State v. Anderson

John I. Purtle, Justice,

dissenting. This petition for review has been accepted in spite of the fact that no motion for transfer was filed in the Court of Appeals pursuant to Ark. Sup. Ct. R. 29 (6). Rule 29 (6) states in part:

[N]o petition for review on the ground that the case involves an issue of significant public interest or a legal principle of major importance, as specified in subparagraph 4 (b) of this Rule, will be considered unless the party petitioning for review filed in the Court of Appeals, before the submission of the case to that court, a motion asking that the case be certified to the Supreme Court on that ground, with a certificate of counsel that the motion is filed in the good faith belief that the case should be so certified.

If this court intends to follow the lead of the Supreme Court of the United States in reevaluating the Fourth Amendment to the United States Constitution, it should wait for a proper case. Article 2, section 15 of the Constitution of Arkansas is an almost exact duplication of the Fourth Amendment to the Constitution of the United States and we are bound by oath to uphold it.
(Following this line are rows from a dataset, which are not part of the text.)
// ==========================================
// 活动资源分配引擎 - 核心库
// ==========================================
// 系统定位: 按时间步的资源准入与分配引擎
// 核心流程: 活动请求 → 检查/转换 → 短缺策略 → 扣减 → 执行
// ==========================================

// ==========================================
// 模块声明
// ==========================================

// 领域层 - 实体与类型
pub mod domain;

// 引擎层 - 资源协议
pub mod engine;

// 配置层 - 引擎配置与场景
pub mod config;

// 应用层 - 场景运行器
pub mod app;

// 日志系统
pub mod logging;

// ==========================================
// 重导出核心类型
// ==========================================

// 领域类型
pub use domain::types::{
    ActivityStatus, AllocationStyle, CompanionKind, LabourLimitStyle, ShortfallPolicy,
};

// 领域实体
pub use domain::{
    LabourGroup, LabourIndividual, LabourLimits, LabourPool, ResourceKind, ResourcePool,
    ResourceRequest, ResourcesHolder, StockResource,
};

// 引擎
pub use engine::{
    Activity, ActivityBehavior, ActivityReporter, ActivityTree, EngineError, EngineResult,
    LabourAllocator, TransmutationProvider,
};

// 配置
pub use config::{EngineConfig, ScenarioSpec};

// 运行器
pub use app::SimulationRunner;

// ==========================================
// 常量定义
// ==========================================

// 系统版本
pub const VERSION: &str = env!("CARGO_PKG_VERSION");

// 系统名称
pub const APP_NAME: &str = "活动资源分配引擎";
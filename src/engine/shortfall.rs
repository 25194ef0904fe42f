// ==========================================
// 活动资源分配引擎 - 短缺比例计算
// ==========================================
// 职责: 计算 UseAvailableWithImplications 请求的最小可用比例，
//       并为选择按比例缩减的活动提供缩减工具
// 说明: 默认调整钩子只告警，不会自动缩减活动结果
// ==========================================

use crate::domain::request::ResourceRequest;
use crate::domain::types::ShortfallPolicy;
use crate::engine::math::{is_greater_than, is_short};

/// 最小短缺比例
#[derive(Debug, Clone, PartialEq)]
pub struct ShortfallProportion {
    /// 最小可用比例 (available / required)
    pub proportion: f64,
    /// 取得最小比例的请求下标
    pub limiting_request: usize,
    /// 所有按比例影响结果的短缺请求下标
    pub shortfall_requests: Vec<usize>,
}

/// 计算最小短缺比例
///
/// # 参数
/// - `requests`: 本时间步的请求列表
/// - `policies`: 与 requests 一一对应的所属策略
///
/// # 返回
/// - `None`: 不存在 UseAvailableWithImplications 的短缺请求
pub fn minimum_shortfall_proportion(
    requests: &[ResourceRequest],
    policies: &[ShortfallPolicy],
) -> Option<ShortfallProportion> {
    let shortfall_requests: Vec<usize> = requests
        .iter()
        .zip(policies)
        .enumerate()
        .filter(|(_, (request, policy))| {
            is_short(request.available, request.required)
                && **policy == ShortfallPolicy::UseAvailableWithImplications
        })
        .map(|(idx, _)| idx)
        .collect();

    let limiting_request = shortfall_requests.iter().copied().min_by(|&a, &b| {
        requests[a]
            .available_proportion()
            .total_cmp(&requests[b].available_proportion())
    })?;

    Some(ShortfallProportion {
        proportion: requests[limiting_request].available_proportion(),
        limiting_request,
        shortfall_requests,
    })
}

/// 按最小比例缩减其他请求的需求量
///
/// 仅缩减可用比例高于最小比例的请求；返回被缩减的请求数
pub fn scale_to_minimum_shortfall(
    requests: &mut [ResourceRequest],
    proportion: &ShortfallProportion,
) -> usize {
    let mut scaled = 0;
    for (idx, request) in requests.iter_mut().enumerate() {
        if idx == proportion.limiting_request {
            continue;
        }
        if is_greater_than(request.available_proportion(), proportion.proportion) {
            request.required *= proportion.proportion;
            request.available = request.available.min(request.required);
            scaled += 1;
        }
    }
    scaled
}
// ==========================================
// 活动资源分配引擎 - 资源池领域模型
// ==========================================
// 职责: 通用库存资源、资源持有者、资源池查询接口
// 说明: 资源池如何补充不在本引擎范围内
// ==========================================

use crate::domain::labour::LabourPool;
use crate::domain::request::{ResourceKind, ResourceRequest};
use serde::{Deserialize, Serialize};
use std::collections::BTreeMap;

// ==========================================
// StockResource - 通用库存资源
// ==========================================
#[derive(Debug, Clone, Serialize, Deserialize)]
pub struct StockResource {
    pub name: String,
    pub amount: f64,
    #[serde(default)]
    pub unit_price: Option<f64>, // 有单价的资源计算 value
    #[serde(default)]
    pub market: bool, // 是否属于市场
}

impl StockResource {
    pub fn new(name: impl Into<String>, amount: f64) -> Self {
        Self {
            name: name.into(),
            amount,
            unit_price: None,
            market: false,
        }
    }

    pub fn with_unit_price(mut self, price: f64) -> Self {
        self.unit_price = Some(price);
        self
    }

    pub fn in_market(mut self) -> Self {
        self.market = true;
        self
    }

    /// 按请求扣减库存
    ///
    /// 扣减量为 min(amount, required)，写入 provided 与 value
    pub fn remove(&mut self, request: &mut ResourceRequest) -> f64 {
        let taken = self.amount.min(request.required).max(0.0);
        self.amount -= taken;
        request.provided = taken;
        if let Some(price) = self.unit_price {
            request.value = taken * price;
        }
        taken
    }

    pub fn add(&mut self, quantity: f64) {
        self.amount += quantity.max(0.0);
    }
}

// ==========================================
// Trait: ResourcePool
// ==========================================
// 用途: 引擎消费的资源查询/扣减接口
pub trait ResourcePool {
    fn find_stock(&self, name: &str) -> Option<&StockResource>;

    fn find_stock_mut(&mut self, name: &str) -> Option<&mut StockResource>;

    fn labour(&self) -> Option<&LabourPool>;

    fn labour_mut(&mut self) -> Option<&mut LabourPool>;

    /// 资源类别是否被跟踪（未跟踪的资源永不构成约束）
    fn is_tracked(&self, kind: Option<&ResourceKind>) -> bool {
        match kind {
            None => false,
            Some(ResourceKind::Labour) => self.labour().is_some(),
            Some(ResourceKind::Stock(name)) => self.find_stock(name).is_some(),
        }
    }

    /// 资源是否属于市场（短缺上报到市场监听者）
    fn is_market_resource(&self, kind: Option<&ResourceKind>) -> bool {
        match kind {
            Some(ResourceKind::Stock(name)) => {
                self.find_stock(name).map(|s| s.market).unwrap_or(false)
            }
            _ => false,
        }
    }
}

// ==========================================
// ResourcesHolder - 资源持有者
// ==========================================
#[derive(Debug, Clone, Default, Serialize, Deserialize)]
pub struct ResourcesHolder {
    #[serde(default)]
    pub stocks: BTreeMap<String, StockResource>,
    #[serde(default)]
    pub labour: Option<LabourPool>,
}

impl ResourcesHolder {
    pub fn new() -> Self {
        Self::default()
    }

    pub fn with_stock(mut self, stock: StockResource) -> Self {
        self.stocks.insert(stock.name.clone(), stock);
        self
    }

    pub fn with_labour(mut self, labour: LabourPool) -> Self {
        self.labour = Some(labour);
        self
    }

    /// 库存数量（未跟踪返回 None）
    pub fn stock_amount(&self, name: &str) -> Option<f64> {
        self.stocks.get(name).map(|s| s.amount)
    }
}

impl ResourcePool for ResourcesHolder {
    fn find_stock(&self, name: &str) -> Option<&StockResource> {
        self.stocks.get(name)
    }

    fn find_stock_mut(&mut self, name: &str) -> Option<&mut StockResource> {
        self.stocks.get_mut(name)
    }

    fn labour(&self) -> Option<&LabourPool> {
        self.labour.as_ref()
    }

    fn labour_mut(&mut self) -> Option<&mut LabourPool> {
        self.labour.as_mut()
    }
}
There is nothing in either the United States Constitution or the Constitution of Arkansas which even hints at the idea that an illegal search and seizure is legal if the parties issuing and executing the warrant act in “good faith.” How many officials do you suppose are going to authorize or conduct a search and/or seizure in “bad faith?” None, of course, because now, if we adopt the reasoning in United States v. Leon, _U.S__, 104 S. Ct. 3405 (1984), all searches and seizures authorized and executed in good faith will be legal.

This case has been considered by the Court of Appeals and it, on its own volition, decided the case was not one to be certified to us on grounds that it was of significant public interest or concerned a legal principle of major importance. Whether we are bound by the decisions of the United States Supreme Court depends upon the case. We are not bound by the Leon opinion. “It has long been the settled rule that state courts, are not bound by the rules of procedure in federal courts on the question of the competency or incompetency of evidence. ” State v. Browning, 206 Ark. 791, 178 S.W.2d 77 (1944). In Browning we further stated: “We think this announced rule on the admissibility of evidence in search and seizure cases, which has always been followed in this state, should and does apply in the instant case.” Now that the shoe has shifted to the other foot, are we going to change the tune? If the rule has always been followed in this state it should not be changed now.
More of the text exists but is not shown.